Materials Testing 2015 attracts record numbers


More than 1000 visitors took advantage of the exhibition and appraised themselves of a vast range of the latest NDT equipment on display from over 75 exhibitors. Also featuring at this year’s event were free tuition sessions, commercial presentations and practical demonstrations. These sessions proved to be extremely popular and were designed to appeal to all exhibition visitors, but especially practitioners: one presenting papers of a more commercial/practical nature and the other comprising tutorial-type sessions on the common NDT methods, all running in parallel throughout the three days.
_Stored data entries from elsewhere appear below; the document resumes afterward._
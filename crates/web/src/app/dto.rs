use serde::Deserialize;
use serde_json::json;

use tallydesk_core::Invoice;

// -------------------------
// Query parameters
// -------------------------

/// `?query=&page=` parameters of the listing routes.
#[derive(Debug, Deserialize)]
pub struct ListQuery {
    #[serde(default)]
    pub query: String,
    pub page: Option<u32>,
}

impl ListQuery {
    pub fn page(&self) -> u32 {
        self.page.unwrap_or(1).max(1)
    }
}

// -------------------------
// JSON mapping helpers
// -------------------------

/// Invoice shaped for the edit form: the amount goes back out as the dollar
/// string the form field expects, not in cents.
pub fn invoice_form_json(invoice: &Invoice) -> serde_json::Value {
    json!({
        "id": invoice.id.to_string(),
        "customerId": invoice.customer_id.to_string(),
        "amount": invoice.amount.to_dollars_string(),
        "status": invoice.status.as_str(),
    })
}

#[cfg(test)]
mod tests {
    use super::*;
    use tallydesk_core::{Cents, CustomerId, InvoiceId, InvoiceStatus};

    #[test]
    fn edit_form_amount_is_a_dollar_string() {
        let invoice = Invoice {
            id: InvoiceId::new(),
            customer_id: CustomerId::new(),
            amount: Cents::new(25075).unwrap(),
            status: InvoiceStatus::Pending,
            date: "2026-08-07".parse().unwrap(),
        };
        let value = invoice_form_json(&invoice);
        assert_eq!(value["amount"], "250.75");
        assert_eq!(value["status"], "pending");
    }
}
Another highlight of the proceedings was the presence of the Bloodhound SSC (SuperSonic Car) Show Car throughout the event, as well as a presentation from Tony Parraman, Head of Sponsor Liaison, on the opening evening of the exhibition. This was an opportunity for people from the NDT sector to see and hear about this exciting project, which will be attempting to set a new land-speed record, and see how the success of the project depends to a large extent on the effective application of NDT and condition monitoring.

Materials Testing thus lived up to its billing as the premier forum for a concentration of materials testing innovation and excellence.

John Hansen, Chairman of the MT 2015 Organising Committee and Managing Director of ETher NDE, said: “This year’s Materials Testing exhibition was the most ambitious ever organised by BINDT. With over 75 exhibitors, two parallel free informative sessions running on the exhibition floor and the Bloodhound Car, there was a lot to reward the visitor. So, it comes as no surprise that the visitor numbers were the highest for many years. As an exhibitor, we were exceptionally satisfied with the quality and quantity of the many enquiries we received. I look forward to starting the planning for Materials Testing 2017.”

NDT 2015 – the annual British Conference on NDT – ran alongside the exhibition and also attracted excellent numbers. The combined event presented visitors with a unique opportunity to see, hear and learn about innovations not only from the UK but also from around the world.

Materials Testing 2015 exhibitors were exceptionally satisfied with
the quality and quantity of enquiries received




The British Institute of Non-Destructive Testing (BINDT) is a UK-based professional engineering institution working to promote the advancement of the science and practice of non-destructive testing (NDT), condition monitoring (CM), diagnostic engineering and all other materials and quality testing disciplines. Internationally recognised, it is concerned with the education, training and certification of its members and all those engaged in NDT and CM and through its publications and annual conferences and events it disseminates news of the latest advances in the science and practice of the subjects. For further information about the Institute and its activities, visit


What are NDT and CM?

Non-destructive testing is the branch of engineering concerned with all methods of detecting and evaluating flaws in materials. Flaws can affect the serviceability of a material or structure, so NDT is important in guaranteeing safe operation as well as in quality control and assessing plant life. The flaws may be cracks or inclusions in welds and castings or variations in structural properties, which can lead to a loss of strength or failure in service. The essential feature of NDT is that the test process itself produces no deleterious effects on the material or structure under test. The subject of NDT has no clearly defined boundaries; it ranges from simple techniques such as the visual examination of surfaces, through the well-established methods of radiography, ultrasonic testing and magnetic particle crack detection, to new and very specialised methods such as the measurement of Barkhausen noise and positron annihilation spectroscopy.

Condition monitoring (CM) aims to ensure plant efficiency, productivity and reliability by monitoring and analysing the wear of operating machinery and components to provide an early warning of impending failure, thereby reducing costly plant shutdown. Condition monitoring originally used mainly vibration and tribology analysis techniques but now encompasses new fields such as thermal imaging, acoustic emission and other non-destructive techniques. The diagnostic and prognostic elements, in addition to increasingly sophisticated signal processing, is using trends from repeated measurements in time intervals of days and weeks.